━━ LISTED ENTRIES ━━

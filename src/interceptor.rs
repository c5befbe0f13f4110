// ==============================================================================
// Interceptor chain
// ==============================================================================
//
// Generalizes a `Layer`/`Service` wrapping style (one service wraps the
// next) into "run before/after hooks at each of five dispatch scopes around
// one shared call." Default methods are no-ops so an interceptor only
// overrides the capability it cares about.

use crate::context::ExecutionContext;
use crate::error::MessagingError;
use crate::graph::Statement;
use crate::message::{Envelope, Message, Operation};
use crate::result::MessageResult;
use crate::xri::Xri;

/// A hook invoked at up to eight points around dispatch, across six
/// capabilities: target lifecycle, envelope, message, operation, target
/// rewrite, and result. Each method's default implementation is a no-op
/// pass-through so an interceptor overrides only what it needs.
///
/// A `before_*` method returning `Ok(false)` short-circuits: the
/// corresponding scope is skipped (no body execution, `after_*` hooks at
/// that scope still run as dispatch unwinds).
pub trait Interceptor: Send + Sync {
    /// Called once when the owning `MessagingTarget` starts up.
    fn init(&self, _target: &str) -> Result<(), MessagingError> {
        Ok(())
    }

    /// Called once when the owning `MessagingTarget` is torn down. Failures
    /// are logged by the caller, not propagated — they must not prevent
    /// other interceptors' `shutdown` from running.
    fn shutdown(&self, _target: &str) -> Result<(), MessagingError> {
        Ok(())
    }

    fn before_envelope(&self, _envelope: &Envelope, _ctx: &mut ExecutionContext) -> Result<bool, MessagingError> {
        Ok(true)
    }

    fn after_envelope(&self, _envelope: &Envelope, _ctx: &mut ExecutionContext) -> Result<(), MessagingError> {
        Ok(())
    }

    /// Best-effort cleanup hook run for every registered envelope
    /// interceptor when dispatch fails anywhere below the envelope level.
    /// Its own errors are logged and swallowed by the caller — they must
    /// never mask the originating error.
    fn exception_envelope(
        &self,
        _envelope: &Envelope,
        _ctx: &mut ExecutionContext,
        _error: &MessagingError,
    ) -> Result<(), MessagingError> {
        Ok(())
    }

    fn before_message(&self, _message: &Message, _ctx: &mut ExecutionContext) -> Result<bool, MessagingError> {
        Ok(true)
    }

    fn after_message(&self, _message: &Message, _ctx: &mut ExecutionContext) -> Result<(), MessagingError> {
        Ok(())
    }

    fn before_operation(&self, _operation: &Operation, _ctx: &mut ExecutionContext) -> Result<bool, MessagingError> {
        Ok(true)
    }

    fn after_operation(&self, _operation: &Operation, _ctx: &mut ExecutionContext) -> Result<(), MessagingError> {
        Ok(())
    }

    /// Rewrites (or drops) an address-path target before contributors and
    /// the address handler see it. Returning `Ok(None)` drops the target:
    /// the operation completes with an empty result and no handler runs.
    fn target_address(
        &self,
        _operation: &Operation,
        address: Xri,
        _ctx: &mut ExecutionContext,
    ) -> Result<Option<Xri>, MessagingError> {
        Ok(Some(address))
    }

    /// Symmetric to [`Self::target_address`] for the statement path.
    fn target_statement(
        &self,
        _operation: &Operation,
        statement: Statement,
        _ctx: &mut ExecutionContext,
    ) -> Result<Option<Statement>, MessagingError> {
        Ok(Some(statement))
    }

    /// Runs once after the whole envelope has been dispatched, with the
    /// chance to inspect or transform the accumulated [`MessageResult`].
    fn finish(&self, _result: &mut MessageResult, _ctx: &mut ExecutionContext) -> Result<(), MessagingError> {
        Ok(())
    }

    /// A short label used on diagnostic/log output; defaults to the type name.
    fn name(&self) -> &str {
        "interceptor"
    }
}

/// An ordered list of interceptors, all run at every scope.
///
/// `before_*` hooks run head-to-tail and stop at the first `Ok(false)` or
/// error. `after_*` hooks also run head-to-tail — a deliberately-unusual
/// ordering relative to typical layered middleware, which reverses on the
/// way out.
#[derive(Default)]
pub struct InterceptorChain {
    interceptors: Vec<std::sync::Arc<dyn Interceptor>>,
}

impl InterceptorChain {
    #[must_use]
    pub fn new() -> Self {
        Self::default()
    }

    #[must_use]
    pub fn with(mut self, interceptor: std::sync::Arc<dyn Interceptor>) -> Self {
        self.interceptors.push(interceptor);
        self
    }

    /// Runs `before_envelope` head-to-tail, stopping at the first `false`
    /// or error. Returns `true` if every interceptor allowed the envelope
    /// through.
    pub fn run_before_envelope(
        &self,
        envelope: &Envelope,
        ctx: &mut ExecutionContext,
    ) -> Result<bool, MessagingError> {
        for interceptor in &self.interceptors {
            if !interceptor.before_envelope(envelope, ctx)? {
                return Ok(false);
            }
        }
        Ok(true)
    }

    pub fn run_after_envelope(&self, envelope: &Envelope, ctx: &mut ExecutionContext) -> Result<(), MessagingError> {
        for interceptor in &self.interceptors {
            interceptor.after_envelope(envelope, ctx)?;
        }
        Ok(())
    }

    pub fn run_before_message(&self, message: &Message, ctx: &mut ExecutionContext) -> Result<bool, MessagingError> {
        for interceptor in &self.interceptors {
            if !interceptor.before_message(message, ctx)? {
                return Ok(false);
            }
        }
        Ok(true)
    }

    pub fn run_after_message(&self, message: &Message, ctx: &mut ExecutionContext) -> Result<(), MessagingError> {
        for interceptor in &self.interceptors {
            interceptor.after_message(message, ctx)?;
        }
        Ok(())
    }

    pub fn run_before_operation(
        &self,
        operation: &Operation,
        ctx: &mut ExecutionContext,
    ) -> Result<bool, MessagingError> {
        for interceptor in &self.interceptors {
            if !interceptor.before_operation(operation, ctx)? {
                return Ok(false);
            }
        }
        Ok(true)
    }

    pub fn run_after_operation(&self, operation: &Operation, ctx: &mut ExecutionContext) -> Result<(), MessagingError> {
        for interceptor in &self.interceptors {
            interceptor.after_operation(operation, ctx)?;
        }
        Ok(())
    }

    /// Runs `target_address` head-to-tail, each interceptor seeing the
    /// previous one's rewrite. Returns `Ok(None)` as soon as any interceptor
    /// drops the target.
    pub fn run_target_address(
        &self,
        operation: &Operation,
        mut address: Xri,
        ctx: &mut ExecutionContext,
    ) -> Result<Option<Xri>, MessagingError> {
        for interceptor in &self.interceptors {
            match interceptor.target_address(operation, address, ctx)? {
                Some(rewritten) => address = rewritten,
                None => return Ok(None),
            }
        }
        Ok(Some(address))
    }

    /// Symmetric to [`Self::run_target_address`] for the statement path.
    pub fn run_target_statement(
        &self,
        operation: &Operation,
        mut statement: Statement,
        ctx: &mut ExecutionContext,
    ) -> Result<Option<Statement>, MessagingError> {
        for interceptor in &self.interceptors {
            match interceptor.target_statement(operation, statement, ctx)? {
                Some(rewritten) => statement = rewritten,
                None => return Ok(None),
            }
        }
        Ok(Some(statement))
    }

    /// Runs `finish` head-to-tail over the accumulated result once, at the
    /// end of a successful (non-short-circuited) envelope dispatch.
    pub fn run_finish(&self, result: &mut MessageResult, ctx: &mut ExecutionContext) -> Result<(), MessagingError> {
        for interceptor in &self.interceptors {
            interceptor.finish(result, ctx)?;
        }
        Ok(())
    }

    /// Broadcasts `exception_envelope` to every registered interceptor.
    /// Each interceptor's own failure is logged by the caller and does not
    /// stop the remaining interceptors from running.
    pub fn run_exception_envelope(&self, envelope: &Envelope, ctx: &mut ExecutionContext, error: &MessagingError) {
        for interceptor in &self.interceptors {
            if let Err(hook_err) = interceptor.exception_envelope(envelope, ctx, error) {
                tracing::warn!(
                    interceptor = interceptor.name(),
                    error = %hook_err,
                    "exception_envelope interceptor failed, swallowing"
                );
            }
        }
    }

    /// Calls `init` on every registered interceptor. Stops at the first
    /// failure, matching target-startup semantics where a failing
    /// interceptor should abort startup.
    pub fn run_init(&self, target: &str) -> Result<(), MessagingError> {
        for interceptor in &self.interceptors {
            interceptor.init(target)?;
        }
        Ok(())
    }

    /// Calls `shutdown` on every registered interceptor. Unlike `init`,
    /// failures are logged and do not prevent other interceptors' shutdown
    /// from running.
    pub fn run_shutdown(&self, target: &str) {
        for interceptor in &self.interceptors {
            if let Err(err) = interceptor.shutdown(target) {
                tracing::warn!(interceptor = interceptor.name(), error = %err, "shutdown interceptor failed, swallowing");
            }
        }
    }
}
// ==============================================================================
// Serialization
// ==============================================================================
//
// Two writers: an XDI/JSON object form (via `serde_json`) and a plain
// `Display`-based XDI/text statement-per-line form, hand-written rather
// than built on a templating crate.

use std::fmt::Write as _;

use serde_json::{Map, Value};

use crate::error::StatementParseError;
use crate::graph::{Statement, CONTEXT_NODE_PREDICATE};
use crate::message::parse_statement;
use crate::xri::Xri;

/// Renders `statements` as XDI/JSON: one top-level object keyed by subject
/// address, each value an object mapping predicate to an array of object
/// addresses (or, for a literal, the literal text under the reserved `!` key).
#[must_use]
pub fn to_xdi_json(statements: &[Statement]) -> Value {
    let mut root = Map::new();
    for statement in statements {
        match statement {
            Statement::ContextNode { subject, object } => {
                insert_arc(&mut root, subject, CONTEXT_NODE_PREDICATE, object.to_string());
            }
            Statement::Relation {
                subject,
                predicate,
                object,
            } => {
                insert_arc(&mut root, subject, &predicate.to_string(), object.to_string());
            }
            Statement::Literal { subject, data } => {
                insert_arc(&mut root, subject, "!", data.clone());
            }
        }
    }
    Value::Object(root)
}

fn insert_arc(root: &mut Map<String, Value>, subject: &Xri, predicate: &str, value: String) {
    let entry = root
        .entry(subject.to_string())
        .or_insert_with(|| Value::Object(Map::new()));
    let Value::Object(subject_map) = entry else {
        unreachable!("subject entries are always objects")
    };
    let arr = subject_map
        .entry(predicate.to_owned())
        .or_insert_with(|| Value::Array(Vec::new()));
    let Value::Array(values) = arr else {
        unreachable!("predicate entries are always arrays")
    };
    values.push(Value::String(value));
}

/// Renders `statements` as XDI/text: one `subject/predicate/object` line per
/// statement, in the order given.
#[must_use]
pub fn to_xdi_text(statements: &[Statement]) -> String {
    let mut out = String::new();
    for statement in statements {
        let _ = writeln!(out, "{statement}");
    }
    out
}

/// Parses XDI/text back into statements, one non-empty line at a time.
///
/// # Errors
///
/// Returns [`StatementParseError`] on the first line that does not split
/// into a valid `subject/predicate/object` form.
pub fn from_xdi_text(text: &str) -> Result<Vec<Statement>, StatementParseError> {
    text.lines()
        .map(str::trim)
        .filter(|line| !line.is_empty())
        .map(parse_statement_line)
        .collect()
}

fn parse_statement_line(line: &str) -> Result<Statement, StatementParseError> {
    let (subject, predicate, object) = parse_statement(line)?;
    let subject_xri = crate::xri::parse(&subject).map_err(|e| StatementParseError::new(line, e.to_string()))?;
    let object_xri = crate::xri::parse(&object).map_err(|e| StatementParseError::new(line, e.to_string()))?;

    if predicate == CONTEXT_NODE_PREDICATE {
        return Ok(Statement::ContextNode {
            subject: subject_xri,
            object: object_xri,
        });
    }
    if predicate == "!" {
        return Ok(Statement::Literal {
            subject: subject_xri,
            data: object.trim_matches('"').to_owned(),
        });
    }
    let predicate_xri = crate::xri::parse(&predicate).map_err(|e| StatementParseError::new(line, e.to_string()))?;
    Ok(Statement::Relation {
        subject: subject_xri,
        predicate: predicate_xri,
        object: object_xri,
    })
}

━━━

### WHAT YOU HAVE TO DO
In the listing above, the lines from the one containing "what it needs." through the one containing "the envelope level." must be set down exactly, with no other lines.

### TASK ANSWER
/// pass-through so an interceptor overrides only what it needs.
///
/// A `before_*` method returning `Ok(false)` short-circuits: the
/// corresponding scope is skipped (no body execution, `after_*` hooks at
/// that scope still run as dispatch unwinds).
pub trait Interceptor: Send + Sync {
    /// Called once when the owning `MessagingTarget` starts up.
    fn init(&self, _target: &str) -> Result<(), MessagingError> {
        Ok(())
    }

    /// Called once when the owning `MessagingTarget` is torn down. Failures
    /// are logged by the caller, not propagated — they must not prevent
    /// other interceptors' `shutdown` from running.
    fn shutdown(&self, _target: &str) -> Result<(), MessagingError> {
        Ok(())
    }

    fn before_envelope(&self, _envelope: &Envelope, _ctx: &mut ExecutionContext) -> Result<bool, MessagingError> {
        Ok(true)
    }

    fn after_envelope(&self, _envelope: &Envelope, _ctx: &mut ExecutionContext) -> Result<(), MessagingError> {
        Ok(())
    }

    /// Best-effort cleanup hook run for every registered envelope
    /// interceptor when dispatch fails anywhere below the envelope level.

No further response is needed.